The manufacturing industry has seen a drastic decline in demanded labor force in the past decade.  Author Adam Davidson states, “Nearly six million factory jobs, almost a third of the entire manufacturing industry, have disappeared since 2000 (1).”  Despite drastic cut-back, however, 80% of factories are currently claiming that they are unable to fill open positions.  This is because factories are eliminating unskilled positions and demanding highly-skill laborers trained/educated in metallurgy, physics, chemistry, pneumatics, electrical wiring and computer code.  There appears to be a skills gap and manufacturers are simply unable to find qualified applicants.  However, Davidson claims that is isn’t a skills gap as much as an education gap.  The so-called skills gap only exists because employers refuse to raise wages.  Current wage levels are not far off from unskilled wage levels (Davidson equates levels to that of a new McDonalds shift manager earning $14/hr) yet employment requires extensive (and expensive!) education. Up-and-coming workers are unlikely to pursue necessary education simply because the payoff isn’t high enough.
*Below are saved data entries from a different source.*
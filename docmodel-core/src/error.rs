//! Error types and result types for model operations.
//!
//! Every failure the engine can produce is classified into one of the
//! [`ModelError`] variants. The transport layer renders them; this module only
//! guarantees the classification and offers [`ModelError::to_api_error`] as the
//! structured shape the transport is expected to serialize.

use bson::error::Error as BsonError;
use serde::{Deserialize, Serialize};
use serde_json::{Error as SerdeJsonError, Value};
use thiserror::Error;

/// A single field-level validation fault.
#[derive(Debug, Clone, PartialEq, Eq, Serialize, Deserialize)]
pub struct FieldError {
    /// The offending field name.
    pub field: String,
    /// Machine readable error code, e.g. `ERROR_MAX_LENGTH`.
    pub code: String,
    /// Human readable description.
    pub message: String,
}

impl FieldError {
    pub fn new(field: impl Into<String>, code: impl Into<String>, message: impl Into<String>) -> Self {
        Self {
            field: field.into(),
            code: code.into(),
            message: message.into(),
        }
    }
}

/// A single fault found while resolving query options (`page`, `skip`, `count`).
#[derive(Debug, Clone, PartialEq, Eq, Serialize, Deserialize)]
pub struct ParameterError {
    /// The name of the offending parameter.
    pub parameter: String,
    /// Short title, e.g. "Invalid Skip Parameter Provided".
    pub title: String,
    /// Longer description of the constraint that was violated.
    pub details: String,
}

impl ParameterError {
    pub fn new(parameter: &str, details: impl Into<String>) -> Self {
        let mut title = parameter.to_string();
        if let Some(first) = title.get_mut(0..1) {
            first.make_ascii_uppercase();
        }

        Self {
            parameter: parameter.to_string(),
            title: format!("Invalid {} Parameter Provided", title),
            details: details.into(),
        }
    }
}

/// Failure raised by a lifecycle hook, carrying the hook's own formatted shape.
#[derive(Error, Debug, Clone, PartialEq, Serialize, Deserialize)]
#[error("Hook `{hook}` failed: {message}")]
pub struct HookError {
    /// Name of the hook that failed. Filled in by the chain executor when empty.
    pub hook: String,
    /// Error code supplied by the hook, `API-0002` when the hook did not set one.
    pub code: String,
    /// Human readable message.
    pub message: String,
    /// Optional structured details supplied by the hook.
    pub details: Option<Value>,
}

impl HookError {
    /// Code used when a hook does not provide one.
    pub const DEFAULT_CODE: &'static str = "API-0002";

    pub fn new(message: impl Into<String>) -> Self {
        Self {
            hook: String::new(),
            code: Self::DEFAULT_CODE.to_string(),
            message: message.into(),
            details: None,
        }
    }

    pub fn with_code(mut self, code: impl Into<String>) -> Self {
        self.code = code.into();
        self
    }

    pub fn with_details(mut self, details: Value) -> Self {
        self.details = Some(details);
        self
    }

    /// Tags the error with the hook name unless the hook already did.
    pub(crate) fn in_hook(mut self, hook: &str) -> Self {
        if self.hook.is_empty() {
            self.hook = hook.to_string();
        }
        self
    }
}

/// Errors reported by a storage collaborator.
#[derive(Error, Debug, Clone, PartialEq)]
pub enum StorageError {
    /// The connection to the underlying database is not available.
    #[error("DB_DISCONNECTED")]
    Disconnected,
    /// A unique index rejected the write.
    #[error("E11000 duplicate key error collection: {collection} index: {index}")]
    DuplicateKey {
        collection: String,
        index: String,
    },
    /// The documents could not be converted to or from the storage format.
    #[error("Serialization error: {0}")]
    Serialization(String),
    /// Any other failure of the storage engine.
    #[error("Backend error: {0}")]
    Backend(String),
}

/// A specialized `Result` type for storage collaborators.
pub type StorageResult<T> = Result<T, StorageError>;

/// Represents every failure a model operation can report.
#[derive(Error, Debug)]
pub enum ModelError {
    /// The storage connection is unavailable. Fatal, never retried by the engine.
    #[error("DB_DISCONNECTED")]
    Disconnected,
    /// One or more documents failed schema validation. Nothing was written.
    #[error("Validation Failed")]
    Validation(Vec<FieldError>),
    /// The query used an operator that is never allowed (`$where`).
    #[error("Forbidden query operator `{0}`")]
    ForbiddenOperator(String),
    /// The filter could not be parsed into a query.
    #[error("Invalid filter: {0}")]
    InvalidFilter(String),
    /// One or more query options were invalid.
    #[error("Invalid query parameters")]
    InvalidParameter(Vec<ParameterError>),
    /// The requested field projection cannot be satisfied together with the ACL projection.
    #[error("Field projection conflict: {0}")]
    FieldConflict(String),
    /// The access control collaborator denied the action.
    #[error("Access to `{action}` on collection `{collection}` is forbidden")]
    Forbidden {
        action: String,
        collection: String,
    },
    /// A lifecycle hook rejected the mutation.
    #[error(transparent)]
    Hook(#[from] HookError),
    /// The storage collaborator failed. Passed through unmodified.
    #[error(transparent)]
    Storage(#[from] StorageError),
    /// The model definition is invalid (unknown hook, bad settings).
    #[error("Configuration error: {0}")]
    Configuration(String),
    /// Serialization/deserialization error when converting between BSON and JSON.
    #[error("Serialization error: {0}")]
    Serialization(String),
}

/// A specialized `Result` type for model operations.
pub type ModelResult<T> = Result<T, ModelError>;

/// Structured error object for the transport layer.
#[derive(Debug, Clone, PartialEq, Serialize, Deserialize)]
pub struct ApiError {
    pub status: u16,
    pub code: String,
    pub title: String,
    pub details: Value,
}

impl ModelError {
    /// Stable machine readable code for this error.
    pub fn code(&self) -> &str {
        match self {
            ModelError::Disconnected => "DB_DISCONNECTED",
            ModelError::Validation(_) => "VALIDATION_FAILED",
            ModelError::ForbiddenOperator(_) => "ERROR_FORBIDDEN_OPERATOR",
            ModelError::InvalidFilter(_) => "ERROR_INVALID_FILTER",
            ModelError::InvalidParameter(_) => "ERROR_INVALID_PARAMETER",
            ModelError::FieldConflict(_) => "ERROR_FIELD_CONFLICT",
            ModelError::Forbidden { .. } => "ERROR_FORBIDDEN",
            ModelError::Hook(err) => &err.code,
            ModelError::Storage(StorageError::Disconnected) => "DB_DISCONNECTED",
            ModelError::Storage(StorageError::DuplicateKey { .. }) => "ERROR_DUPLICATE_KEY",
            ModelError::Storage(_) => "ERROR_STORAGE",
            ModelError::Configuration(_) => "ERROR_CONFIGURATION",
            ModelError::Serialization(_) => "ERROR_SERIALIZATION",
        }
    }

    /// Whether the error is a connectivity failure, raised either by the
    /// engine's own check or by the storage collaborator mid-operation.
    pub fn is_disconnected(&self) -> bool {
        matches!(
            self,
            ModelError::Disconnected | ModelError::Storage(StorageError::Disconnected)
        )
    }

    /// Maps the error to the structured object rendered by the transport layer.
    pub fn to_api_error(&self) -> ApiError {
        let (status, title, details) = match self {
            ModelError::Validation(errors) => (
                400,
                "Validation Failed".to_string(),
                serde_json::to_value(errors).unwrap_or(Value::Null),
            ),
            ModelError::InvalidParameter(errors) => (
                400,
                "Invalid Parameter".to_string(),
                serde_json::to_value(errors).unwrap_or(Value::Null),
            ),
            ModelError::ForbiddenOperator(_)
            | ModelError::InvalidFilter(_)
            | ModelError::FieldConflict(_) => (400, "Bad Request".to_string(), Value::String(self.to_string())),
            ModelError::Forbidden { .. } => (403, "Forbidden".to_string(), Value::String(self.to_string())),
            ModelError::Hook(err) => (
                400,
                err.message.clone(),
                err.details.clone().unwrap_or_else(|| Value::String(err.hook.clone())),
            ),
            ModelError::Storage(StorageError::DuplicateKey { .. }) => {
                (409, "Conflict".to_string(), Value::String(self.to_string()))
            }
            ModelError::Disconnected | ModelError::Storage(StorageError::Disconnected) => {
                (503, "Service Unavailable".to_string(), Value::String(self.to_string()))
            }
            _ => (500, "Internal Server Error".to_string(), Value::String(self.to_string())),
        };

        ApiError {
            status,
            code: self.code().to_string(),
            title,
            details,
        }
    }
}

impl From<BsonError> for ModelError {
    fn from(err: BsonError) -> Self {
        ModelError::Serialization(err.to_string())
    }
}

impl From<SerdeJsonError> for ModelError {
    fn from(err: SerdeJsonError) -> Self {
        ModelError::Serialization(err.to_string())
    }
}

impl From<BsonError> for StorageError {
    fn from(err: BsonError) -> Self {
        StorageError::Serialization(err.to_string())
    }
}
If manufacturers don’t comply with fundamental economic principles and raise wages to incentivise individuals to obtain needed qualifications/education, they risk creating a “real” skills gap which will compromise the manufacturing industry’s ability to compete with international manufacturers. Davidson asserts that “Now workers and manufacturers “need to recreate a system” — a new social contract — in which their incentives are aligned (2).”

 

One thought on ““Skills Don’t Pay the Bills”

  1. It seems like this could be a negative feedback loop. U.S. manufacturers are struggling recently due to increased competition abroad, decreasing their profits, but for them to attract and retain the best talent, they need to increase wages for skilled positions. It will certainly be interesting to see how this plays out and whether government policy will seek to further address the long-term trend of a decline in U.S. manufacturing.